*** Begin section ***

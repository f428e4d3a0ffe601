//! # Execution plans.
//!
//! An [`ExecutionPlan`] is the resolved schedule for one event type: an
//! ordered sequence of [`Layer`]s, highest priority first. Each layer holds
//! the entries sharing one priority value, already placed in a
//! dependency-respecting topological order by the registry.
//!
//! Plans are immutable snapshots: the registry replaces them wholesale when
//! the listener set changes, never mutates them in place. Dispatchers hold a
//! plan through an `Arc`, so a plan stays valid for the duration of an
//! emission even if the registry is mutated by a nested listener call.

use std::fmt;

use crate::registry::entry::{Callback, ListenerEntry};

/// One priority layer of a resolved plan.
#[derive(Clone)]
pub struct Layer<C> {
    priority: i32,
    entries: Vec<ListenerEntry<C>>,
}

impl<C: Callback> Layer<C> {
    pub(crate) fn new(priority: i32, entries: Vec<ListenerEntry<C>>) -> Self {
        Self { priority, entries }
    }

    /// Priority value shared by every entry in this layer.
    pub fn priority(&self) -> i32 {
        self.priority
    }

    /// Entries in execution (topological) order.
    pub fn entries(&self) -> &[ListenerEntry<C>] {
        &self.entries
    }
}

impl<C: Callback> PartialEq for Layer<C> {
    fn eq(&self, other: &Self) -> bool {
        self.priority == other.priority && self.entries == other.entries
    }
}

impl<C: Callback> Eq for Layer<C> {}

impl<C: Callback> fmt::Debug for Layer<C> {
    fn fmt(&self, f: &mut fmt::Formatter<'_>) -> fmt::Result {
        f.debug_struct("Layer")
            .field("priority", &self.priority)
            .field("entries", &self.entries)
            .finish()
    }
}

/// Resolved execution schedule for one event type.
///
/// Layers are ordered highest priority first; an empty plan means no listener
/// matches the type or any of its ancestors.
#[derive(Clone)]
pub struct ExecutionPlan<C> {
    layers: Vec<Layer<C>>,
}

impl<C: Callback> ExecutionPlan<C> {
    pub(crate) fn new(layers: Vec<Layer<C>>) -> Self {
        Self { layers }
    }

    /// Layers in execution order (priority descending).
    pub fn layers(&self) -> &[Layer<C>] {
        &self.layers
    }

    /// True when no listener matches.
    pub fn is_empty(&self) -> bool {
        self.layers.is_empty()
    }

    /// Total number of entries across all layers.
    pub fn len(&self) -> usize {
        self.layers.iter().map(|l| l.entries.len()).sum()
    }
}

impl<C: Callback> PartialEq for ExecutionPlan<C> {
    fn eq(&self, other: &Self) -> bool {
        self.layers == other.layers
    }
}

impl<C: Callback> Eq for ExecutionPlan<C> {}

impl<C: Callback> fmt::Debug for ExecutionPlan<C> {
    fn fmt(&self, f: &mut fmt::Formatter<'_>) -> fmt::Result {
        f.debug_struct("ExecutionPlan")
            .field("layers", &self.layers)
            .finish()
    }
}
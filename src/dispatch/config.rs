//! # Dispatcher configuration.
//!
//! Provides [`DispatcherConfig`] — the pluggable metadata generators used to
//! stamp events at emission time.
//!
//! ## Defaults
//! - `id_source`: a per-config atomic counter starting at 1.
//! - `clock`: a wall-clock read (`SystemTime::now`).
//!
//! Both are plain zero-argument functions behind `Arc`, so tests can inject a
//! fixed clock or a deterministic id sequence without touching the dispatcher.

use std::sync::Arc;
use std::sync::atomic::{AtomicU64, Ordering as AtomicOrdering};
use std::time::SystemTime;

/// Zero-argument generator for event identifiers.
pub type IdSource = Arc<dyn Fn() -> u64 + Send + Sync>;

/// Zero-argument generator for event timestamps.
pub type ClockSource = Arc<dyn Fn() -> SystemTime + Send + Sync>;

/// Metadata generators supplied at dispatcher construction.
///
/// ## Example
/// ```rust
/// use std::sync::Arc;
/// use std::time::SystemTime;
/// use eventvisor::DispatcherConfig;
///
/// // Deterministic clock for tests.
/// let cfg = DispatcherConfig::default()
///     .with_clock(Arc::new(|| SystemTime::UNIX_EPOCH));
/// ```
#[derive(Clone)]
pub struct DispatcherConfig {
    /// Produces the `id` stamped onto each emitted event.
    pub id_source: IdSource,
    /// Produces the `timestamp` stamped onto each emitted event.
    pub clock: ClockSource,
}

impl DispatcherConfig {
    /// Replaces the identifier generator.
    pub fn with_id_source(mut self, id_source: IdSource) -> Self {
        self.id_source = id_source;
        self
    }

    /// Replaces the clock.
    pub fn with_clock(mut self, clock: ClockSource) -> Self {
        self.clock = clock;
        self
    }
}

impl Default for DispatcherConfig {
    /// Monotonic counter starting at 1, and a wall-clock read.
    fn default() -> Self {
        let counter = Arc::new(AtomicU64::new(0));
        Self {
            id_source: Arc::new(move || counter.fetch_add(1, AtomicOrdering::Relaxed) + 1),
            clock: Arc::new(SystemTime::now),
        }
    }
}
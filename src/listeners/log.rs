//! # Console log listener.
//!
//! [`LogWriter`] prints every event it observes to stdout. It is a stock
//! listener for demos and local debugging, not a logging framework; register
//! it near the bottom of the priority range so application listeners run
//! first.

use std::sync::Arc;

use async_trait::async_trait;

use crate::events::Event;
use crate::registry::{Listen, ListenAsync, ListenerOutput};

/// Prints observed events to stdout.
///
/// Works with both dispatch strategies. Always returns no result, so it never
/// participates in merging.
///
/// ## Example
/// ```rust
/// use std::sync::Arc;
/// use eventvisor::{Dispatcher, EventType, ListenerEntry, ListenerRef, LogWriter};
///
/// static AUDIT: EventType = EventType::new("audit");
///
/// let dispatcher = Dispatcher::new();
/// let writer: ListenerRef = Arc::new(LogWriter::new());
/// dispatcher.add_listener(
///     &[&AUDIT],
///     ListenerEntry::new(writer).with_priority(i32::MIN),
/// )?;
/// # Ok::<(), Box<dyn std::error::Error>>(())
/// ```
#[derive(Debug, Default, Clone, Copy)]
pub struct LogWriter;

impl LogWriter {
    pub fn new() -> Self {
        Self
    }

    fn write(&self, event: &dyn Event) {
        let meta = event.meta();
        let id = meta
            .id()
            .map(|id| id.to_string())
            .unwrap_or_else(|| "-".to_string());
        println!("[event] type={} id={}", event.event_type().name(), id);
    }
}

impl Listen for LogWriter {
    fn on_event(&self, event: &dyn Event) -> ListenerOutput {
        self.write(event);
        Ok(None)
    }

    fn name(&self) -> &str {
        "log-writer"
    }
}

#[async_trait]
impl ListenAsync for LogWriter {
    async fn on_event(&self, event: Arc<dyn Event>) -> ListenerOutput {
        self.write(event.as_ref());
        Ok(None)
    }

    fn name(&self) -> &str {
        "log-writer"
    }
}

#[cfg(test)]
mod tests {
    use super::*;
    use crate::events::{EventMeta, EventType};

    static AUDIT: EventType = EventType::new("audit");

    struct Ev {
        meta: EventMeta,
    }

    impl Event for Ev {
        fn event_type(&self) -> &'static EventType {
            &AUDIT
        }
        fn meta(&self) -> &EventMeta {
            &self.meta
        }
        fn as_any(&self) -> &dyn std::any::Any {
            self
        }
    }

    #[test]
    fn test_log_writer_returns_no_result() {
        let ev = Ev {
            meta: EventMeta::new(),
        };
        let out = Listen::on_event(&LogWriter::new(), &ev).unwrap();
        assert!(out.is_none());
    }
}
//! Dispatch strategies: configuration, result merging, and the sequential
//! and layered-concurrent dispatchers.

mod concurrent;
mod config;
mod merge;
mod sync;

pub use concurrent::AsyncDispatcher;
pub use config::{ClockSource, DispatcherConfig, IdSource};
pub use merge::MergedResult;
pub use sync::Dispatcher;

*** End section ***

▶ _Task prompt_:
Starting at the line that contains "assert!(out.is_none());", restate word for word every line through the last one in the records above. Return nothing else.

▶ _Solution to this exercise_:
        assert!(out.is_none());
    }
}
//! Dispatch strategies: configuration, result merging, and the sequential
//! and layered-concurrent dispatchers.

mod concurrent;
mod config;
mod merge;
mod sync;

pub use concurrent::AsyncDispatcher;
pub use config::{ClockSource, DispatcherConfig, IdSource};
pub use merge::MergedResult;
pub use sync::Dispatcher;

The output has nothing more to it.